Information relating to St. Modwen

  • St. Modwen is a UK-based real estate developer and investor and a constituent of the FTSE 250. Established in 1966 and headquartered in Longbridge, Birmingham, St. Modwen operates across three specialist divisions: St. Modwen Logistics, St. Modwen Homes and Strategic Land & Regeneration. The Company is active across England and South Wales with a portfolio totalling £1.37bn as at 30 November 2020.
  • St. Modwen Logistics (49% of the portfolio by value as at 30 November 2020) designs, builds, owns and manages industrial and logistics assets in the UK. As one of the UK's most active developers of speculative and built-to-suit logistics buildings, St. Modwen Logistics' commercial development activity is focused on sites concentrated around major infrastructure and conurbations. Customers include some of the world's biggest logistics and e-commerce organisations as well as significant national and regional enterprises.
  • St. Modwen Homes (27% of the portfolio by value as at 30 November 2020) delivers high quality family housing primarily to first time buyers in attractive regional markets across the UK. SMH currently delivers around 1,000 units per annum with an affordable private average selling price of c.£277,000, and in 2020 achieved a 96% HBF customer satisfaction score, which is the second highest among large housebuilders, and a net promoter score of 74, ranking consistently above the wider sector.
  • Strategic Land & Regeneration (24% of the portfolio by value as at 30 November 2020) focuses on the promotion and master development of land, primarily for residential and logistics uses, as well as delivering transformational regeneration projects. The division is delivering development land to St. Modwen Homes, St. Modwen Logistics, and third-party housebuilders and has over 20,000 strategic residential plots in the pipeline. The majority of the division's existing portfolio is earmarked to be sold, as it is no longer core to St. Modwen's strategy.

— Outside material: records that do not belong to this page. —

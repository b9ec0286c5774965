//! # Constants and type definitions for tracklink
//!
//! This module centralizes the **unit conversions**, **numerical floors**, and **common type
//! aliases** used throughout the crate.
//!
//! ## Overview
//!
//! - Unit conversions (hours ↔ degrees ↔ radians)
//! - Epsilon floors used for degenerate geometry
//! - Core type aliases (angles, epochs, store indices)
//! - Small inline containers for index lists

use smallvec::SmallVec;

// -------------------------------------------------------------------------------------------------
// Unit conversions
// -------------------------------------------------------------------------------------------------

/// 2π, useful for trigonometric conversions
pub const DPI: f64 = 2. * std::f64::consts::PI;

/// Degrees → radians
pub const RADEG: f64 = std::f64::consts::PI / 180.0;

/// Hours of right ascension → degrees
pub const DEG_PER_HOUR: f64 = 15.0;

/// Hours of right ascension → radians
pub const RADH: f64 = DPI / 24.0;

/// Length of the right ascension circle in hours
pub const HOURS_PER_CIRCLE: f64 = 24.0;

/// Seconds in one day, to convert exposure times
pub const SECONDS_PER_DAY: f64 = 86400.0;

// -------------------------------------------------------------------------------------------------
// Numerical floors
// -------------------------------------------------------------------------------------------------

/// Any box dimension narrower than this is treated as exactly this wide.
pub const MIN_WIDTH: f64 = 1e-10;

/// Two epochs closer than this (days) are considered simultaneous.
pub const TIME_EPS: f64 = 1e-8;

/// Slack added to pruning bounds so that rounding never drops a true match.
pub const PRUNE_SLACK: f64 = 1e-9;

/// Default number of distinct epochs required before a track is fitted with
/// an acceleration term.
pub const DEFAULT_NUM_FOR_QUAD: usize = 4;

/// Maximum length of an observation identity string.
pub const MAX_ID_LEN: usize = 8;

// -------------------------------------------------------------------------------------------------
// Type aliases
// -------------------------------------------------------------------------------------------------

/// Angle in degrees
pub type Degree = f64;
/// Right ascension in hours, `[0, 24)`
pub type Hours = f64;
/// Angle in radians
pub type Radian = f64;
/// Modified Julian Date (days)
pub type MJD = f64;
/// Apparent magnitude
pub type Magnitude = f64;
/// Stable index of an observation inside an
/// [`ObservationStore`](crate::observations::ObservationStore)
pub type ObsIndex = usize;

/// Inline-optimized list of observation indices; tracklets rarely exceed eight detections.
pub type IndexList = SmallVec<[ObsIndex; 8]>;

· Commenting on the Acquisition, Danuta Gray, the Chair of St. Modwen, said:

"Over the last four years, St. Modwen has successfully reshaped its business to focus on logistics and housebuilding. Whilst both sectors benefit from long term structural growth trends, St. Modwen's financial position is strong and there is a solid strategy in place, the quantum and timing of generating shareholder value is naturally subject to execution risk.

The Board has therefore been able to evaluate today's recommendation from a position of strength. Mindful of the pace of capital growth in the UK logistics market in particular and the future growth potential in our logistics and housebuilding businesses, initial approaches were rejected. However, following careful consideration we believe this offer is in the best interests of St. Modwen shareholders and significantly accelerates the value that could be realised by St. Modwen if it were to remain independent. Additionally, the Board is reassured by Blackstone's views and approach to investing in the business and supporting our people."

· Commenting on the Acquisition, James Seppala, Head of Blackstone Real Estate Europe, said:

"Our strong conviction in the UK, together with St. Modwen's high-quality asset base, its team, and its operational capabilities, give us confidence we can further build on the company's successes. We look forward to working with the talented team at St. Modwen in the years ahead."